There is a remarkable difference between them, of course. And it is a difference with a powerful symbol, born of the wish of the Gates Foundation’s founders to give away the vast portion of their wealth in their own lifetimes. That is the key. That they have targeted those most in need around the world should get your attention. Still, they cannot have any success in a vacuum – and they know it. Money alone does not solve problems.

In order to truly understand the special status of our region because of these organizations, it is important to understand what they have documented: hope is a motivator. Ask veterans in developing world relief and aid work what can happen when people have health care and nutrition: opportunity for a new focus upon adding quality to their family’s lives through education – and ditching the eons-old trap of having children as a form of life insurance. Meaning, if you might survive long enough to be elderly, the only reasonable plan would be to have enough children first that might survive long enough to take care of you. This creates a cycle of poverty and over-expanding population beyond the economic or environmental carrying capacity of the developing world. In turn this has fed cycles of famine and epidemic. Such has been the way of human history. Until now.

The world-focused organizations of our region have a common goal: to create a new paradigm. It is a realization long in the making. When Franklin Roosevelt gave the State of the Union address to Congress in January 1941, our nation was about to be thrust into a massive military conflict on many fronts around the world – so horrible that almost 300,000 Americans would lose their lives.

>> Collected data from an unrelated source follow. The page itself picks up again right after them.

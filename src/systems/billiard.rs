use nalgebra::{DVector, Vector2};

use crate::collision::ContactModel;
use crate::core::PairId;
use crate::state::StateVector;
use crate::systems::{ContactMaterial, OdeSystem};

/// The side of the rectangular box a wall contact refers to
#[derive(Debug, Clone, Copy, PartialEq, Eq)]
enum WallSide {
    Left,
    Right,
    Bottom,
    Top,
}

/// A contact entry in the billiard's pair table
#[derive(Debug, Clone, Copy)]
enum Contact {
    /// A ball against one side of the box
    Wall { ball: usize, side: WallSide },

    /// Two balls against each other
    Balls(usize, usize),
}

/// N disks moving inside an axis-aligned rectangular box in 2-D, with
/// optional gravity.
///
/// The state layout is `[x_0, y_0 .. x_{n-1}, y_{n-1}, vx_0, vy_0 ..]`.
/// The pair table lists the four wall contacts of each ball in index
/// order (left, right, bottom, top), then ball pairs `(i, j)` with
/// `i < j`.
pub struct Billiard {
    masses: Vec<f64>,
    radii: Vec<f64>,
    materials: Vec<ContactMaterial>,
    min: Vector2<f64>,
    max: Vector2<f64>,
    gravity: Vector2<f64>,
    contacts: Vec<Contact>,
}

impl Billiard {
    /// Creates a new billiard with the given balls and box corners
    pub fn new(masses: Vec<f64>, radii: Vec<f64>, min: Vector2<f64>, max: Vector2<f64>) -> Self {
        assert_eq!(masses.len(), radii.len());

        let n = masses.len();
        let materials = vec![ContactMaterial::default(); n];

        let mut contacts = Vec::new();
        for ball in 0..n {
            for side in [WallSide::Left, WallSide::Right, WallSide::Bottom, WallSide::Top] {
                contacts.push(Contact::Wall { ball, side });
            }
        }
        for i in 0..n {
            for j in (i + 1)..n {
                contacts.push(Contact::Balls(i, j));
            }
        }

        Self {
            masses,
            radii,
            materials,
            min,
            max,
            gravity: Vector2::zeros(),
            contacts,
        }
    }

    /// Sets the contact material of every ball
    pub fn with_materials(mut self, materials: Vec<ContactMaterial>) -> Self {
        assert_eq!(materials.len(), self.masses.len());
        self.materials = materials;
        self
    }

    /// Sets a constant gravity vector
    pub fn with_gravity(mut self, gravity: Vector2<f64>) -> Self {
        self.gravity = gravity;
        self
    }

    /// Returns the number of balls
    pub fn ball_count(&self) -> usize {
        self.masses.len()
    }

    /// Builds the initial state from per-ball positions and velocities
    pub fn initial_state(
        &self,
        positions: &[Vector2<f64>],
        velocities: &[Vector2<f64>],
    ) -> StateVector {
        let n = self.masses.len();
        assert_eq!(positions.len(), n);
        assert_eq!(velocities.len(), n);

        let mut components = DVector::zeros(4 * n);
        for i in 0..n {
            components[2 * i] = positions[i].x;
            components[2 * i + 1] = positions[i].y;
            components[2 * n + 2 * i] = velocities[i].x;
            components[2 * n + 2 * i + 1] = velocities[i].y;
        }
        StateVector::new(components, 0.0)
    }

    fn contact(&self, pair: PairId) -> Contact {
        self.contacts[pair.0]
    }

    fn position(&self, state: &StateVector, i: usize) -> Vector2<f64> {
        Vector2::new(state.component(2 * i), state.component(2 * i + 1))
    }

    fn velocity(&self, state: &StateVector, i: usize) -> Vector2<f64> {
        let offset = 2 * self.masses.len();
        Vector2::new(
            state.component(offset + 2 * i),
            state.component(offset + 2 * i + 1),
        )
    }

    /// Unit normal from ball j toward ball i
    fn ball_normal(&self, state: &StateVector, i: usize, j: usize) -> Vector2<f64> {
        let delta = self.position(state, i) - self.position(state, j);
        let distance = delta.norm();
        if distance > 0.0 {
            delta / distance
        } else {
            Vector2::x()
        }
    }
}

impl OdeSystem for Billiard {
    fn dimension(&self) -> usize {
        4 * self.masses.len()
    }

    fn derivative(&self, state: &StateVector) -> DVector<f64> {
        let n = self.masses.len();
        let mut derivative = DVector::zeros(4 * n);

        for i in 0..n {
            let velocity = self.velocity(state, i);
            derivative[2 * i] = velocity.x;
            derivative[2 * i + 1] = velocity.y;
            derivative[2 * n + 2 * i] = self.gravity.x;
            derivative[2 * n + 2 * i + 1] = self.gravity.y;
        }
        derivative
    }
}

impl ContactModel for Billiard {
    fn pair_count(&self) -> usize {
        self.contacts.len()
    }

    fn gap(&self, pair: PairId, state: &StateVector) -> f64 {
        match self.contact(pair) {
            Contact::Wall { ball, side } => {
                let position = self.position(state, ball);
                let radius = self.radii[ball];
                match side {
                    WallSide::Left => position.x - radius - self.min.x,
                    WallSide::Right => self.max.x - position.x - radius,
                    WallSide::Bottom => position.y - radius - self.min.y,
                    WallSide::Top => self.max.y - position.y - radius,
                }
            }
            Contact::Balls(i, j) => {
                let distance = (self.position(state, i) - self.position(state, j)).norm();
                distance - (self.radii[i] + self.radii[j])
            }
        }
    }

    fn normal_velocity(&self, pair: PairId, state: &StateVector) -> f64 {
        match self.contact(pair) {
            Contact::Wall { ball, side } => {
                let velocity = self.velocity(state, ball);
                match side {
                    WallSide::Left => velocity.x,
                    WallSide::Right => -velocity.x,
                    WallSide::Bottom => velocity.y,
                    WallSide::Top => -velocity.y,
                }
            }
            Contact::Balls(i, j) => {
                let normal = self.ball_normal(state, i, j);
                normal.dot(&(self.velocity(state, i) - self.velocity(state, j)))
            }
        }
    }

    fn effective_mass(&self, pair: PairId, _state: &StateVector) -> f64 {
        match self.contact(pair) {
            Contact::Wall { ball, .. } => self.masses[ball],
            Contact::Balls(i, j) => {
                let (m_i, m_j) = (self.masses[i], self.masses[j]);
                m_i * m_j / (m_i + m_j)
            }
        }
    }

    fn apply_normal_impulse(
        &self,
        pair: PairId,
        state: &StateVector,
        magnitude: f64,
    ) -> StateVector {
        let offset = 2 * self.masses.len();
        let mut components = state.components().clone();

        match self.contact(pair) {
            Contact::Wall { ball, side } => {
                let inv_mass = 1.0 / self.masses[ball];
                match side {
                    WallSide::Left => components[offset + 2 * ball] += magnitude * inv_mass,
                    WallSide::Right => components[offset + 2 * ball] -= magnitude * inv_mass,
                    WallSide::Bottom => components[offset + 2 * ball + 1] += magnitude * inv_mass,
                    WallSide::Top => components[offset + 2 * ball + 1] -= magnitude * inv_mass,
                }
            }
            Contact::Balls(i, j) => {
                let normal = self.ball_normal(state, i, j);
                let delta_i = normal * (magnitude / self.masses[i]);
                let delta_j = normal * (magnitude / self.masses[j]);

                components[offset + 2 * i] += delta_i.x;
                components[offset + 2 * i + 1] += delta_i.y;
                components[offset + 2 * j] -= delta_j.x;
                components[offset + 2 * j + 1] -= delta_j.y;
            }
        }
        StateVector::new(components, state.time())
    }

    fn restitution(&self, pair: PairId) -> f64 {
        match self.contact(pair) {
            Contact::Wall { ball, .. } => self.materials[ball].restitution,
            Contact::Balls(i, j) => {
                ContactMaterial::combine(&self.materials[i], &self.materials[j])
            }
        }
    }

    fn describe_pair(&self, pair: PairId) -> String {
        match self.contact(pair) {
            Contact::Wall { ball, side } => {
                let side = match side {
                    WallSide::Left => "left wall",
                    WallSide::Right => "right wall",
                    WallSide::Bottom => "bottom wall",
                    WallSide::Top => "top wall",
                };
                format!("ball {} / {}", ball, side)
            }
            Contact::Balls(i, j) => format!("ball {} / ball {}", i, j),
        }
    }
}

#[cfg(test)]
mod tests {
    use super::*;
    use approx::assert_relative_eq;

    fn unit_box() -> Billiard {
        Billiard::new(
            vec![1.0],
            vec![0.1],
            Vector2::new(0.0, 0.0),
            Vector2::new(1.0, 1.0),
        )
    }

    #[test]
    fn test_wall_gaps() {
        let billiard = unit_box();
        let state = billiard.initial_state(&[Vector2::new(0.5, 0.5)], &[Vector2::zeros()]);

        // Centered ball: every wall gap is 0.4
        for pair in 0..4 {
            assert_relative_eq!(billiard.gap(PairId(pair), &state), 0.4);
        }
    }

    #[test]
    fn test_ball_pair_normal_velocity() {
        let billiard = Billiard::new(
            vec![1.0, 1.0],
            vec![0.1, 0.1],
            Vector2::new(0.0, 0.0),
            Vector2::new(10.0, 10.0),
        );
        let state = billiard.initial_state(
            &[Vector2::new(4.0, 5.0), Vector2::new(6.0, 5.0)],
            &[Vector2::new(1.0, 0.0), Vector2::new(-1.0, 0.0)],
        );

        // Last pair is ball 0 / ball 1; heads-on approach at 2 units/s
        let pair = PairId(billiard.pair_count() - 1);
        assert_relative_eq!(billiard.normal_velocity(pair, &state), -2.0);
    }

    #[test]
    fn test_wall_impulse_only_changes_normal_velocity() {
        let billiard = unit_box();
        let state = billiard.initial_state(
            &[Vector2::new(0.2, 0.5)],
            &[Vector2::new(-1.0, 0.3)],
        );

        // Pair 0 is ball 0 / left wall
        let resolved = billiard.apply_normal_impulse(PairId(0), &state, 2.0);
        let velocity = billiard.velocity(&resolved, 0);

        assert_relative_eq!(velocity.x, 1.0);
        assert_relative_eq!(velocity.y, 0.3);
    }
}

Yet against that backdrop Roosevelt set forth a bold vision for our planet, a speech which has come to be known as “The Four Freedoms”:

In the future days which we seek to make secure, we look forward to a world
founded upon four essential human freedoms.

The first is freedom of speech and expression –everywhere in the world.

The second is freedom of every person to worship God in his own way-- everywhere in the world.

The third is freedom from want, which, translated into world terms, means economic understandings which will secure to every nation a healthy peacetime life for its inhabitants - everywhere in the world.

The fourth is freedom from fear, which, translated into world terms, means a world-wide reduction of armaments to such a point and in such a thorough fashion that no
nation will be in a position to commit an act of physical aggression against any
neighbor - anywhere in the world.

That is no vision of a distant millennium. It is a definite basis for a kind of world attainable in our own time and generation.

In many ways the people of all the world-focused organizations of our region, with their unprecedented resources and inter-weaving goals, together comprise the staff of a visionary former president. In other ways as well, the only unrealized component for success of these groups is you. All of this work and all of the money - will have been wasted if people’s hearts won’t be changed. In the end, it is people’s hearts which are the catalysts – the change agents determining success or failure on this small blue planet. As Yahoo! Executive Tim Sanders says in his bestselling book of the same title: “Love is the Killer App.”

By your participation in the consortium of caring represented by these diverse groups with common goals, there is a chance – still only a chance - for inward reflection on that Fourth Freedom to become outward action. In order for this to happen, you and I are all front-line leaders – our community simply must take hold of these values and imbue them as the very fabric of our shared experience. I invite your thoughts. The world relies on our actions.